We have taken the liberty to list the prices of Skylake-X processors below.
- Intel Core i7-7800X: $ 383 (£ 329, AU $ 519)
- Intel Core i7-7820X: $ 589 (£ 509, AU $ 799)
- Intel Core i9-7900X: $ 989 (£ 819, AU $ 1,309)
- Intel Core i9-7920X: $ 1,189 (£ 990, AU $ 1,589)
- Intel Core i9-7940X: $ 1,387 (£ 1,099, AU $ 1,899)
- Intel Core i9-7960X: $ 1,684 (£ 1,399, AU $ 2,279)
- Intel Core i9-7980XE: $ 1,979 (£ 1,649, AU $ 2,729)
Specifications Intel Cascade Lake-X
Assuming that the 28-core CPU that Computex showed is an indication of what we can expect from Cascade Lake-X, everything is about to get bananas.
Skylake-X could offer significantly higher core numbers than the previous generation of HEDT CPUs, precisely because it was manufactured on a smaller chip. Cascade Lake-X does not have the same advantage as it is based on the similar 14nm ++ process and die-size as its predecessor.

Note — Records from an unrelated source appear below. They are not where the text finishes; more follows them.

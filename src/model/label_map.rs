//! クラスインデックス ⇔ ラベルの対応表
//!
//! 学習時に `class_indices.json`（`{"0": "Apple___Apple_scab", ...}`）として書き出し、
//! 推論時にモデルの出力インデックスをラベル名に戻すために使います。

use anyhow::{Context, Result};
use std::collections::BTreeMap;
use std::path::Path;

/// "Unknown" クラスのラベル
pub const UNKNOWN_LABEL: &str = "Unknown";

/// クラスインデックスとラベルの対応表
#[derive(Debug, Clone, PartialEq, Eq)]
pub struct LabelMap {
    labels: Vec<String>,
}

impl LabelMap {
    pub fn new(labels: Vec<String>) -> Self {
        Self { labels }
    }

    /// `class_indices.json` 形式のJSON文字列から読み込む
    ///
    /// キーは 0..n の整数で、欠番があってはならない。
    pub fn from_class_indices_json(json: &str) -> Result<Self> {
        let raw: BTreeMap<String, String> =
            serde_json::from_str(json).context("Failed to parse class index table")?;

        let mut indexed = BTreeMap::new();
        for (key, label) in raw {
            let index: usize = key
                .trim()
                .parse()
                .with_context(|| format!("class index key is not an integer: {key:?}"))?;
            if indexed.insert(index, label).is_some() {
                anyhow::bail!("duplicate class index {index}");
            }
        }

        let mut labels = Vec::with_capacity(indexed.len());
        for (expected, (index, label)) in indexed.into_iter().enumerate() {
            if index != expected {
                anyhow::bail!("class index table has a gap: missing index {expected}");
            }
            labels.push(label);
        }

        if labels.is_empty() {
            anyhow::bail!("class index table is empty");
        }
        Ok(Self { labels })
    }

    /// `class_indices.json` ファイルから読み込む
    pub fn load(path: &Path) -> Result<Self> {
        let json = std::fs::read_to_string(path)
            .with_context(|| format!("Failed to read class index table: {}", path.display()))?;
        Self::from_class_indices_json(&json)
    }

    /// `class_indices.json` 形式に変換
    pub fn to_class_indices_json(&self) -> Result<String> {
        let table: BTreeMap<usize, &str> = self
            .labels
            .iter()
            .enumerate()
            .map(|(i, label)| (i, label.as_str()))
            .collect();
        serde_json::to_string_pretty(&table).context("Failed to serialize class index table")
    }

    /// `class_indices.json` ファイルとして保存
    pub fn save(&self, path: &Path) -> Result<()> {
        if let Some(parent) = path.parent() {
            std::fs::create_dir_all(parent)?;
        }
        std::fs::write(path, self.to_class_indices_json()?)
            .with_context(|| format!("Failed to write class index table: {}", path.display()))
    }

    /// クラスインデックスからラベルを取得
    pub fn label(&self, index: usize) -> Option<&str> {
        self.labels.get(index).map(String::as_str)
    }

    pub fn len(&self) -> usize {
        self.labels.len()
    }

    pub fn is_empty(&self) -> bool {
        self.labels.is_empty()
    }

    pub fn labels(&self) -> &[String] {
        &self.labels
    }
}

/// "Unknown" クラスかどうか（大文字小文字は区別しない）
pub fn is_unknown_label(label: &str) -> bool {
    label.eq_ignore_ascii_case(UNKNOWN_LABEL)
}
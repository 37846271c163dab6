use std::sync::{Arc, Mutex};
use std::time::Instant;

use crate::disease_catalog::DiseaseCatalog;
use crate::ml::InferenceEngine;
use crate::model::LabelMap;

/// ハンドラ間で共有する状態
#[derive(Clone)]
pub struct AppState {
    pub engine: Arc<Mutex<InferenceEngine>>,
    /// 推論中にロックを取らずに参照するためのラベル表の複製
    pub labels: Arc<LabelMap>,
    pub confidence_threshold: f64,
    pub catalog: &'static DiseaseCatalog,
    pub started_at: Instant,
}

impl AppState {
    pub fn new(engine: InferenceEngine, confidence_threshold: f64) -> Self {
        let labels = Arc::new(engine.labels().clone());
        Self {
            engine: Arc::new(Mutex::new(engine)),
            labels,
            confidence_threshold,
            catalog: DiseaseCatalog::builtin(),
            started_at: Instant::now(),
        }
    }
}
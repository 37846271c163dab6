//! 病害分類モデルの学習

use clap::Parser;
use std::path::PathBuf;
use std::sync::atomic::{AtomicBool, Ordering};
use std::sync::Arc;

use leaf_doctor_lib::ml::run_training;
use leaf_doctor_lib::model::{AppConfig, DeviceType, CONFIG_PATH_ENV};

/// Train the plant leaf disease classifier
#[derive(Parser, Debug)]
#[command(name = "train_model", version, about)]
struct Cli {
    /// 設定ファイル（JSON）
    #[arg(short, long, env = CONFIG_PATH_ENV)]
    config: Option<PathBuf>,

    /// データセットディレクトリ（クラスごとのサブディレクトリ）
    #[arg(short, long)]
    dataset: Option<String>,

    /// 出力するモデルアーカイブ
    #[arg(short, long)]
    output: Option<String>,

    #[arg(long)]
    epochs: Option<usize>,

    #[arg(long)]
    batch_size: Option<usize>,

    #[arg(long)]
    learning_rate: Option<f64>,

    /// 入力画像サイズ（正方形）
    #[arg(long)]
    image_size: Option<usize>,

    /// 検証データの割合
    #[arg(long)]
    validation_split: Option<f32>,

    #[arg(long)]
    seed: Option<u64>,

    /// 左右反転によるデータ拡張を有効にする
    #[arg(long)]
    augment: bool,

    /// 計算デバイス（cpu / wgpu）
    #[arg(long)]
    device: Option<DeviceType>,
}

impl Cli {
    fn apply(self, config: &mut AppConfig) {
        let training = &mut config.training;
        if let Some(dataset) = self.dataset {
            training.dataset_dir = dataset;
        }
        if let Some(output) = self.output {
            training.output_path = output;
        }
        if let Some(epochs) = self.epochs {
            training.num_epochs = epochs;
        }
        if let Some(batch_size) = self.batch_size {
            training.batch_size = batch_size;
        }
        if let Some(learning_rate) = self.learning_rate {
            training.learning_rate = learning_rate;
        }
        if let Some(image_size) = self.image_size {
            training.image_size = image_size;
        }
        if let Some(validation_split) = self.validation_split {
            training.validation_split = validation_split;
        }
        if let Some(seed) = self.seed {
            training.seed = seed;
        }
        if self.augment {
            training.augment = true;
        }
        if let Some(device) = self.device {
            config.device_type = device;
        }
    }
}

#[tokio::main]
async fn main() -> anyhow::Result<()> {
    dotenvy::dotenv().ok();
    leaf_doctor_lib::init_logging();

    let cli = Cli::parse();

    let config_path = cli.config.clone().unwrap_or_else(AppConfig::default_path);
    let mut config = AppConfig::load_or_default(&config_path)?;
    config.apply_env()?;
    cli.apply(&mut config);
    config.validate()?;

    tracing::info!("=== 学習開始 ===");
    tracing::info!("データセット: {}", config.training.dataset_dir);
    tracing::info!("出力先: {}", config.training.output_path);
    tracing::info!("計算デバイス: {}", config.device_type);

    // Ctrl+C で次のバッチの前に中断する
    let cancel_flag = Arc::new(AtomicBool::new(false));
    let flag = cancel_flag.clone();
    tokio::spawn(async move {
        if tokio::signal::ctrl_c().await.is_ok() {
            tracing::warn!("中断要求を受け付けました。現在のバッチ終了後に停止します");
            flag.store(true, Ordering::Relaxed);
        }
    });

    let settings = config.training.clone();
    let device_type = config.device_type;
    let report = tokio::task::spawn_blocking(move || {
        run_training(&settings, device_type, cancel_flag, |metrics| {
            let percent = metrics.epoch as f64 / metrics.total_epochs as f64 * 100.0;
            println!("進捗: {:.0}% ({}/{})", percent, metrics.epoch, metrics.total_epochs);
        })
    })
    .await??;

    println!("\n=== 学習完了 ===");
    println!("{:>6} {:>10} {:>10} {:>10} {:>10}", "epoch", "loss", "acc", "val_loss", "val_acc");
    for m in &report.history {
        println!(
            "{:>6} {:>10.4} {:>9.2}% {:>10} {:>10}",
            m.epoch,
            m.train_loss,
            m.train_accuracy * 100.0,
            m.val_loss.map(|v| format!("{v:.4}")).unwrap_or_else(|| "-".into()),
            m.val_accuracy
                .map(|v| format!("{:.2}%", v * 100.0))
                .unwrap_or_else(|| "-".into()),
        );
    }
    println!("モデル: {}", report.model_path.display());
    println!("ラベル表: {}", report.class_indices_path.display());

    Ok(())
}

Although it is able to offer slightly higher core numbers, core clocks and energy efficiency than Skylake-X, the leap in performance will not be so breathtaking.
However, if Intel is able to use this process refinement to offer a better value proposition – perhaps with the provision of a 10-core processor for less than $ 1,000, it might attract many enthusiasts to this upcoming HEDT platform, instead from the cheaper regular chips.
And because Intel has announced a 28-core processor, followed by rumors about a 22-core processor, we have reason to believe Intel intends this. Maybe we are seeing a 10-core Core i7 X-series processor – that would certainly put AMD on the defensive.
We have seen a list of one Cascade Lake processoralthough it was quickly broken down. It pointed to a Xeon server-class processor, rather than any kind of consumer-grade product. Do not worry, because you probably would not want to drop $ 50,000 on a server with a Xeon CPU. Probably this is just an example of what comes with the Cascade Lake-X processors.
We just have to wait until Intel reveals what's in store – and we'll update this page if we know more.